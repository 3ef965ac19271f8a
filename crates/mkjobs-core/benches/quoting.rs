//! Micro-benchmarks for the launch hot path: quoting, env block, hand-off stack.

use criterion::{black_box, criterion_group, criterion_main, Criterion};
use mkjobs_core::{quote_args, split_command_line, AtomicStack, EnvBlock, QuoteDialect, StackLink, StackNode};

fn compile_line() -> Vec<String> {
    let mut args = vec!["cc".to_string(), "-c".to_string(), "-O2".to_string()];
    for i in 0..32 {
        args.push(format!("-Iinclude dir {}\\", i));
        args.push(format!("-DNAME_{}=\"value {}\"", i, i));
    }
    args.push("src/main.c".to_string());
    args
}

fn bench_quote(c: &mut Criterion) {
    let args = compile_line();
    c.bench_function("quote_args/simple", |b| {
        b.iter(|| quote_args(black_box(&args), QuoteDialect::Simple))
    });
    let line = quote_args(&args, QuoteDialect::Simple);
    c.bench_function("split_command_line", |b| {
        b.iter(|| split_command_line(black_box(line.as_str())))
    });
}

fn bench_env_block(c: &mut Criterion) {
    let vars: Vec<String> = (0..200)
        .map(|i| format!("VAR_{}={}", i, "x".repeat(40)))
        .chain(std::iter::once("PATH=/usr/local/bin:/usr/bin:/bin".to_string()))
        .collect();
    c.bench_function("env_block/200", |b| b.iter(|| EnvBlock::from_entries(black_box(&vars))));
}

struct Node {
    link: StackLink<Node>,
    _v: u64,
}

unsafe impl StackNode for Node {
    fn link(&self) -> &StackLink<Self> {
        &self.link
    }
}

fn bench_stack(c: &mut Criterion) {
    let stack = AtomicStack::new();
    c.bench_function("stack/push_take_64", |b| {
        b.iter(|| {
            for i in 0..64 {
                stack.push(Box::new(Node { link: StackLink::new(), _v: i }));
            }
            black_box(stack.take_all().count())
        })
    });
}

criterion_group!(benches, bench_quote, bench_env_block, bench_stack);
criterion_main!(benches);
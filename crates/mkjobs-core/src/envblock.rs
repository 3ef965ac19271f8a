//! Contiguous environment block
//!
//! Converts a list of `NAME=VALUE` strings into the single double-NUL
//! terminated block process loaders expect:
//!
//! ```text
//! NAME1=VALUE1\0NAME2=VALUE2\0...\0\0
//! ```
//!
//! While copying, the offset of the search-path entry is recorded so image
//! resolution can read it without scanning the block a second time.

cfg_if::cfg_if! {
    if #[cfg(windows)] {
        /// Name of the executable search-path variable
        pub const PATH_VAR: &str = "Path";

        fn is_path_name(name: &str) -> bool {
            name.eq_ignore_ascii_case(PATH_VAR)
        }
    } else {
        /// Name of the executable search-path variable
        pub const PATH_VAR: &str = "PATH";

        fn is_path_name(name: &str) -> bool {
            name == PATH_VAR
        }
    }
}

/// A contiguous, NUL-separated environment block
#[derive(Debug, Clone, PartialEq, Eq)]
pub struct EnvBlock {
    /// Entries separated by NUL, terminated by an extra NUL
    block: String,
    /// (start, len) of each entry within `block`
    entries: Vec<(usize, usize)>,
    /// Byte offset of the value of the first PATH entry
    path_value: Option<(usize, usize)>,
}

impl EnvBlock {
    /// Build a block from `NAME=VALUE` strings
    ///
    /// Entries containing NUL cannot be represented and are dropped.
    pub fn from_entries<S: AsRef<str>>(vars: &[S]) -> Self {
        let total: usize = vars.iter().map(|v| v.as_ref().len() + 1).sum();
        let mut block = String::with_capacity(total + 2);
        let mut entries = Vec::with_capacity(vars.len());
        let mut path_value = None;

        for var in vars {
            let var = var.as_ref();
            if var.contains('\0') {
                crate::kwarn!("dropping environment entry with embedded NUL");
                continue;
            }
            let start = block.len();
            block.push_str(var);
            block.push('\0');
            entries.push((start, var.len()));

            if path_value.is_none() {
                if let Some((name, value)) = var.split_once('=') {
                    if is_path_name(name) {
                        path_value = Some((start + name.len() + 1, value.len()));
                    }
                }
            }
        }
        if entries.is_empty() {
            block.push('\0');
        }
        block.push('\0');

        Self { block, entries, path_value }
    }

    /// Snapshot of the current process environment
    pub fn from_process() -> Self {
        let vars: Vec<String> = std::env::vars_os()
            .filter_map(|(k, v)| {
                let (k, v) = (k.into_string().ok()?, v.into_string().ok()?);
                Some(format!("{}={}", k, v))
            })
            .collect();
        Self::from_entries(&vars)
    }

    /// The raw block, double-NUL terminated
    #[inline]
    pub fn as_bytes(&self) -> &[u8] {
        self.block.as_bytes()
    }

    /// Number of entries
    #[inline]
    pub fn len(&self) -> usize {
        self.entries.len()
    }

    #[inline]
    pub fn is_empty(&self) -> bool {
        self.entries.is_empty()
    }

    /// Iterate over `NAME=VALUE` entries in order
    pub fn iter(&self) -> impl Iterator<Item = &str> + '_ {
        self.entries
            .iter()
            .map(move |&(start, len)| &self.block[start..start + len])
    }

    /// Iterate over `(NAME, VALUE)` pairs, skipping entries without `=`
    /// and entries with an empty name
    pub fn pairs(&self) -> impl Iterator<Item = (&str, &str)> + '_ {
        self.iter()
            .filter_map(|e| e.split_once('='))
            .filter(|(name, _)| !name.is_empty())
    }

    /// Value of the search-path variable, via the offset recorded at build time
    #[inline]
    pub fn path(&self) -> Option<&str> {
        self.path_value
            .map(|(start, len)| &self.block[start..start + len])
    }

    /// Byte offset of the search-path value inside the block
    #[inline]
    pub fn path_offset(&self) -> Option<usize> {
        self.path_value.map(|(start, _)| start)
    }

    /// Value of the first entry named `name`
    pub fn get(&self, name: &str) -> Option<&str> {
        self.pairs().find(|(n, _)| *n == name).map(|(_, v)| v)
    }
}
//! Ledger object selectors, the parameters of a `ledger_entry` request.
//!
//! A selector has no tag: which object is wanted follows from which selecting
//! property is present. When several are present the first rule wins, in the
//! order `index`, `account_root`, `check`, `offer`, `escrow`.

use ledgerwire_codec::{family, field, Field, Shape, TagConvention};

use crate::{EscrowLocator, LedgerIndex, OfferLocator};

/// Which ledger to look in, and how to return the object.
#[derive(Clone, Debug, Default, PartialEq)]
pub struct SelectorCommon {
    pub ledger_index: Option<LedgerIndex>,
    pub ledger_hash: Option<String>,
    pub binary: Option<bool>,
}

impl Shape for SelectorCommon {
    fn fields() -> Vec<Field<Self>> {
        vec![
            field!(optional ledger_index),
            field!(optional ledger_hash),
            field!(optional binary),
        ]
    }
}

/// Select any object by its ID.
#[derive(Clone, Debug, Default, PartialEq)]
pub struct IndexSelector {
    pub common: SelectorCommon,
    pub index: String,
}

impl Shape for IndexSelector {
    fn fields() -> Vec<Field<Self>> {
        let mut fields = Field::embedded(|s: &Self| &s.common, |s: &mut Self| &mut s.common);
        fields.push(field!(required index));
        fields
    }
}

#[derive(Clone, Debug, Default, PartialEq)]
pub struct AccountRootSelector {
    pub common: SelectorCommon,
    /// Address of the account.
    pub account_root: String,
}

impl Shape for AccountRootSelector {
    fn fields() -> Vec<Field<Self>> {
        let mut fields = Field::embedded(|s: &Self| &s.common, |s: &mut Self| &mut s.common);
        fields.push(field!(required account_root));
        fields
    }
}

#[derive(Clone, Debug, Default, PartialEq)]
pub struct CheckSelector {
    pub common: SelectorCommon,
    /// Object ID of the check.
    pub check: String,
}

impl Shape for CheckSelector {
    fn fields() -> Vec<Field<Self>> {
        let mut fields = Field::embedded(|s: &Self| &s.common, |s: &mut Self| &mut s.common);
        fields.push(field!(required check));
        fields
    }
}

#[derive(Clone, Debug, Default, PartialEq)]
pub struct OfferSelector {
    pub common: SelectorCommon,
    pub offer: OfferLocator,
}

impl Shape for OfferSelector {
    fn fields() -> Vec<Field<Self>> {
        let mut fields = Field::embedded(|s: &Self| &s.common, |s: &mut Self| &mut s.common);
        fields.push(field!(required offer));
        fields
    }
}

#[derive(Clone, Debug, Default, PartialEq)]
pub struct EscrowSelector {
    pub common: SelectorCommon,
    pub escrow: EscrowLocator,
}

impl Shape for EscrowSelector {
    fn fields() -> Vec<Field<Self>> {
        let mut fields = Field::embedded(|s: &Self| &s.common, |s: &mut Self| &mut s.common);
        fields.push(field!(required escrow));
        fields
    }
}

family! {
    pub enum LedgerObjectSelector {
        name: "ledger object selector",
        base: SelectorCommon,
        tag: TagConvention::Inferred(&[
            ("index", "Index"),
            ("account_root", "AccountRoot"),
            ("check", "Check"),
            ("offer", "Offer"),
            ("escrow", "Escrow"),
        ]),
        variants: {
            Index(IndexSelector) = "Index",
            AccountRoot(AccountRootSelector) = "AccountRoot",
            Check(CheckSelector) = "Check",
            Offer(OfferSelector) = "Offer",
            Escrow(EscrowSelector) = "Escrow",
        }
    }
}
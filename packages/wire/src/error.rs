//! Error types for the wire layer.

/// Errors raised while moving between bytes, `Value` trees and serde types.
#[derive(Debug)]
pub enum Error {
    /// Bytes or a `Value` could not be decoded into the requested shape.
    Decode { message: String },

    /// A value could not be encoded.
    Encode { message: String },
}

impl Error {
    pub fn decode(message: impl Into<String>) -> Self {
        Error::Decode {
            message: message.into(),
        }
    }

    pub fn encode(message: impl Into<String>) -> Self {
        Error::Encode {
            message: message.into(),
        }
    }
}

impl std::fmt::Display for Error {
    fn fmt(&self, f: &mut std::fmt::Formatter<'_>) -> std::fmt::Result {
        match self {
            Error::Decode { message } => write!(f, "decode error: {}", message),
            Error::Encode { message } => write!(f, "encode error: {}", message),
        }
    }
}

impl std::error::Error for Error {}

#[cfg(test)]
mod tests {
    use super::*;
    use std::error::Error as StdError;

    #[test]
    fn decode_error_display() {
        let e = Error::decode("unexpected token");
        let display = format!("{}", e);
        assert!(display.contains("decode error"));
        assert!(display.contains("unexpected token"));
    }

    #[test]
    fn encode_error_display() {
        let e = Error::encode("serialization failed");
        let display = format!("{}", e);
        assert!(display.contains("encode error"));
        assert!(display.contains("serialization failed"));
    }

    #[test]
    fn error_has_no_source() {
        assert!(StdError::source(&Error::decode("x")).is_none());
    }
}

REQUIREMENT:
Apply a filter for "quoting" to the data above, then copy each line that matches.

REPLY:
filename crates/mkjobs-core/benches/quoting.rs
//! Micro-benchmarks for the launch hot path: quoting, env block, hand-off stack.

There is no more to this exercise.